Treating All Addictions, Including Gambling
New Hope has the State’s only inpatient care for compulsive gambling and has five certified gambling counselors on staff providing care in inpatient, outpatient and halfway house settings. According to Dr. Comerford, 7 percent of individuals admitted into inpatient services screen positive for gambling disorders, and most have other substance use problems.
“The pleasure center in the brain is affected the same way from gambling as it is with drugs,” Dr. Comerford said. He noted that the Diagnostic and Statistical Manual V will likely include gambling under addiction, not as a separate impulsive disorder.
Developing Tools for Better Engagement and Prediction of Relapse
While overseeing programs that serve an increasing number of clients and preparing the agency for massive changes in the healthcare system, Dr. Comerford is also involved in the development of tools that would help maximize clients’ participation in treatment and improve treatment outcomes.
Dr. Comerford expressed confidence in receiving a grant from the National Institutes of Health on one of these initiatives: the development of Polaris EECD (Engagement Enhancement for Chemical Dependency) system. The project is in collaboration with Polaris Health Directions, a Pennsylvania-based company that Dr. Comerford has worked with for over ten years. “Researchers have documented the potential of several evidence-based practices for improving engagement, but their adoption in routine clinical practice has been hindered by the lack of efficient methods for introducing the practices. Information technology can play an important role in overcoming the barriers to implementation,” as explained in the abstract submitted as part of the grant application.

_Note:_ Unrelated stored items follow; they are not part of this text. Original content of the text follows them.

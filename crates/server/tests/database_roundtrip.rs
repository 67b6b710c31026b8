mod common;

use axum::http::StatusCode;
use collegejump_api_types::views::DatabasePage;
use collegejump_core::domain::{Body, Email, Heading};
use collegejump_server::archive::Snapshot;
use collegejump_server::repository::{
    AnnouncementContent, AnnouncementRepository, AssignmentContent, Attachment, DocumentFile,
    NewSubmission, SubmissionRepository, SyllabusRepository,
};
use common::{Part, TestApp};

/// Fills every table with at least one row.
async fn populate(app: &TestApp) -> String {
    let admin = app.create_user("Ada", "ada@example.com", true).await;
    let mentor = app.create_user("Mia", "mia@example.com", false).await;
    let student = app.create_user("Stu", "stu@example.com", false).await;
    let semester = app.create_semester("Fall", 1).await;
    app.enroll(student.id, &[semester.id]).await;
    app.set_mentors(student.id, &[mentor.id]).await;

    let syllabus = SyllabusRepository::new(&app.state.db);
    let week = syllabus
        .append_week(
            semester.id,
            Heading::new("Essays").expect("heading"),
            Body::new("Intro").expect("body"),
        )
        .await
        .expect("week");
    let assignment = syllabus
        .set_assignment(
            week.id,
            Some(AssignmentContent {
                name: Heading::new("Draft").expect("heading"),
                instructions: Body::new("500 words").expect("body"),
            }),
        )
        .await
        .expect("assignment")
        .expect("assignment created");
    syllabus
        .add_document(
            week.id,
            DocumentFile {
                name: "rubric.pdf".to_string(),
                data: vec![0, 159, 146, 150, 255],
            },
        )
        .await
        .expect("document");

    let submissions = SubmissionRepository::new(&app.state.db);
    let submission = submissions
        .create(NewSubmission {
            assignment_id: assignment.id,
            author_id: student.id,
            text: Body::new("My essay").expect("body"),
            attachment: Some(Attachment {
                filename: "essay.docx".to_string(),
                data: b"essay bytes".to_vec(),
            }),
        })
        .await
        .expect("submission");
    submissions
        .add_feedback(submission.id, mentor.id, Body::new("Good").expect("body"))
        .await
        .expect("feedback");

    AnnouncementRepository::new(&app.state.db)
        .create(
            &Email::parse(&admin.email).expect("email"),
            AnnouncementContent {
                title: Heading::new("Welcome").expect("heading"),
                content: Body::new("Hello everyone").expect("body"),
            },
        )
        .await
        .expect("announcement");

    app.cookie_for(&admin).await
}

#[tokio::test]
async fn export_then_import_reproduces_the_database() {
    let app = TestApp::new().await;
    let cookie = populate(&app).await;
    let before = Snapshot::load(&app.state.db).await.expect("snapshot");

    let export = app.get("/database/export", Some(&cookie)).await;
    assert_eq!(export.status, StatusCode::OK);
    assert_eq!(export.header("content-type"), Some("application/zip"));
    let disposition = export.header("content-disposition").expect("attachment");
    assert!(disposition.starts_with("attachment; filename=\"collegejump-export-"));
    assert!(disposition.ends_with(".zip\""));

    // Diverge from the exported state before restoring it.
    let syllabus = SyllabusRepository::new(&app.state.db);
    let semester = syllabus.list_semesters().await.expect("semesters")[0].id;
    assert!(syllabus.delete_semester(semester).await.expect("delete"));
    app.create_user("Late", "late@example.com", false).await;

    let import = app
        .post_multipart(
            "/database/",
            Some(&cookie),
            &[Part::File("zipfile", "backup.zip", &export.body)],
        )
        .await;
    assert_eq!(import.status, StatusCode::SEE_OTHER);
    assert_eq!(import.location(), "/");

    let after = Snapshot::load(&app.state.db).await.expect("snapshot");
    assert_eq!(after, before);

    // The importing admin's session survives.
    let page = app.get("/database/", Some(&cookie)).await;
    assert_eq!(page.status, StatusCode::OK);
    let page: DatabasePage = page.json();
    assert_eq!(page.tables["users"], 3);
    assert_eq!(page.tables["submissions"], 1);
}

#[tokio::test]
async fn malformed_archive_leaves_database_untouched() {
    let app = TestApp::new().await;
    let cookie = populate(&app).await;
    let before = Snapshot::load(&app.state.db).await.expect("snapshot");

    let response = app
        .post_multipart(
            "/database/",
            Some(&cookie),
            &[Part::File("zipfile", "backup.zip", b"PK not really a zip")],
        )
        .await;
    assert_eq!(response.status, StatusCode::UNPROCESSABLE_ENTITY);

    let missing = app
        .post_multipart("/database/", Some(&cookie), &[Part::Text("other", "x")])
        .await;
    assert_eq!(missing.status, StatusCode::UNPROCESSABLE_ENTITY);

    let after = Snapshot::load(&app.state.db).await.expect("snapshot");
    assert_eq!(after, before);
}

#[tokio::test]
async fn database_pages_are_admin_only() {
    let app = TestApp::new().await;
    populate(&app).await;
    let student = app.create_user("Other", "other@example.com", false).await;
    let cookie = app.cookie_for(&student).await;

    assert_eq!(
        app.get("/database/", Some(&cookie)).await.status,
        StatusCode::FORBIDDEN
    );
    assert_eq!(
        app.get("/database/export", Some(&cookie)).await.status,
        StatusCode::FORBIDDEN
    );
    assert_eq!(
        app.get("/database/export", None).await.status,
        StatusCode::UNAUTHORIZED
    );
}
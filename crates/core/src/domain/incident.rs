use std::fmt;

use uuid::Uuid;

#[derive(Debug, Clone, Copy, PartialEq, Eq, Hash)]
pub struct IncidentNumber(u32);

impl IncidentNumber {
    pub const MIN: u32 = 1 << 8;
    pub const MAX: u32 = 1 << 16;

    pub fn random() -> Self {
        let bytes = Uuid::new_v4().into_bytes();
        let raw = u32::from_le_bytes([bytes[0], bytes[1], bytes[2], bytes[3]]);
        Self(Self::MIN + raw % (Self::MAX - Self::MIN + 1))
    }

    pub fn value(self) -> u32 {
        self.0
    }
}

impl fmt::Display for IncidentNumber {
    fn fmt(&self, f: &mut fmt::Formatter<'_>) -> fmt::Result {
        self.0.fmt(f)
    }
}

#[cfg(test)]
mod tests {
    use super::IncidentNumber;

    #[test]
    fn random_incident_is_in_range() {
        for _ in 0..1_000 {
            let incident = IncidentNumber::random();
            assert!((IncidentNumber::MIN..=IncidentNumber::MAX).contains(&incident.value()));
        }
    }
}
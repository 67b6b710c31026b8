use super::DomainError;

fn bounded(value: String, max: usize) -> Result<String, DomainError> {
    let trimmed = value.trim();

    if trimmed.is_empty() {
        return Err(DomainError::Required);
    }

    let len = trimmed.chars().count();
    if len > max {
        return Err(DomainError::TooLong { max, actual: len });
    }

    Ok(trimmed.to_string())
}

#[derive(Debug, Clone, PartialEq, Eq, Hash)]
pub struct PersonName(String);

impl PersonName {
    pub const MAX_LEN: usize = 100;

    pub fn new(value: impl Into<String>) -> Result<Self, DomainError> {
        bounded(value.into(), Self::MAX_LEN).map(Self)
    }

    pub fn as_str(&self) -> &str {
        &self.0
    }

    pub fn into_inner(self) -> String {
        self.0
    }
}

#[derive(Debug, Clone, PartialEq, Eq, Hash)]
pub struct Heading(String);

impl Heading {
    pub const MAX_LEN: usize = 200;

    pub fn new(value: impl Into<String>) -> Result<Self, DomainError> {
        bounded(value.into(), Self::MAX_LEN).map(Self)
    }

    pub fn as_str(&self) -> &str {
        &self.0
    }

    pub fn into_inner(self) -> String {
        self.0
    }
}

#[derive(Debug, Clone, PartialEq, Eq, Hash, Default)]
pub struct Body(String);

impl Body {
    pub const MAX_LEN: usize = 100_000;

    pub fn new(value: impl Into<String>) -> Result<Self, DomainError> {
        let value = value.into();
        let trimmed = value.trim();

        let len = trimmed.chars().count();
        if len > Self::MAX_LEN {
            return Err(DomainError::TooLong {
                max: Self::MAX_LEN,
                actual: len,
            });
        }

        Ok(Self(trimmed.to_string()))
    }

    pub fn is_empty(&self) -> bool {
        self.0.is_empty()
    }

    pub fn as_str(&self) -> &str {
        &self.0
    }

    pub fn into_inner(self) -> String {
        self.0
    }
}
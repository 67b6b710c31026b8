use sea_orm::entity::prelude::*;
use serde::{Deserialize, Serialize};

#[derive(Clone, Debug, PartialEq, Eq, DeriveEntityModel, Serialize, Deserialize)]
#[sea_orm(table_name = "mentorship")]
pub struct Model {
    #[sea_orm(primary_key, auto_increment = false)]
    pub mentor_id: i32,
    #[sea_orm(primary_key, auto_increment = false)]
    pub mentee_id: i32,
}

#[derive(Copy, Clone, Debug, EnumIter, DeriveRelation)]
pub enum Relation {
    #[sea_orm(
        belongs_to = "super::user::Entity",
        from = "Column::MentorId",
        to = "super::user::Column::Id",
        on_update = "NoAction",
        on_delete = "Cascade"
    )]
    Mentor,
    #[sea_orm(
        belongs_to = "super::user::Entity",
        from = "Column::MenteeId",
        to = "super::user::Column::Id",
        on_update = "NoAction",
        on_delete = "Cascade"
    )]
    Mentee,
}

impl ActiveModelBehavior for ActiveModel {}
use sea_orm::entity::prelude::*;
use serde::{Deserialize, Serialize};

#[derive(Clone, Debug, PartialEq, Eq, DeriveEntityModel, Serialize, Deserialize)]
#[sea_orm(table_name = "week")]
pub struct Model {
    #[sea_orm(primary_key)]
    pub id: i32,
    pub semester_id: i32,
    pub week_num: i32,
    pub header: String,
    #[sea_orm(column_type = "Text")]
    pub intro: String,
}

#[derive(Copy, Clone, Debug, EnumIter, DeriveRelation)]
pub enum Relation {
    #[sea_orm(
        belongs_to = "super::semester::Entity",
        from = "Column::SemesterId",
        to = "super::semester::Column::Id",
        on_update = "NoAction",
        on_delete = "Cascade"
    )]
    Semester,
    #[sea_orm(has_many = "super::assignment::Entity")]
    Assignment,
    #[sea_orm(has_many = "super::document::Entity")]
    Document,
}

impl Related<super::semester::Entity> for Entity {
    fn to() -> RelationDef {
        Relation::Semester.def()
    }
}

impl Related<super::assignment::Entity> for Entity {
    fn to() -> RelationDef {
        Relation::Assignment.def()
    }
}

impl Related<super::document::Entity> for Entity {
    fn to() -> RelationDef {
        Relation::Document.def()
    }
}

impl ActiveModelBehavior for ActiveModel {}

“EECD will incorporate an existing outcomes management system, Polaris CD, which assesses most known predictors of engagement,” Dr. Comerford explained. “In Phase I, we will develop and field test three enhancements to Polaris CD: a multivariate model for prediction of risk for non-engagement; a motivational, personalized feedback report for clients; and a guide for using EECD to implement two evidence-based practices, Patient-Services Matching and Motivational Enhancement Therapy, as part of routine treatment.”
Dr. Comerford and Polaris Health Directions are also working with Rajita Sinha, a researcher at Yale University, on a new application that would predict “post treatment relapse by combining biomarkers of stress with psychosocial predictors that have been established,” he said. “The project holds the promise of helping inpatient, intensive outpatient and hospital based treatment programs to more accurately target both behavioral and pharmacological interventions that will more effectively and efficiently reduce relapse events, readmissions and other adverse events.”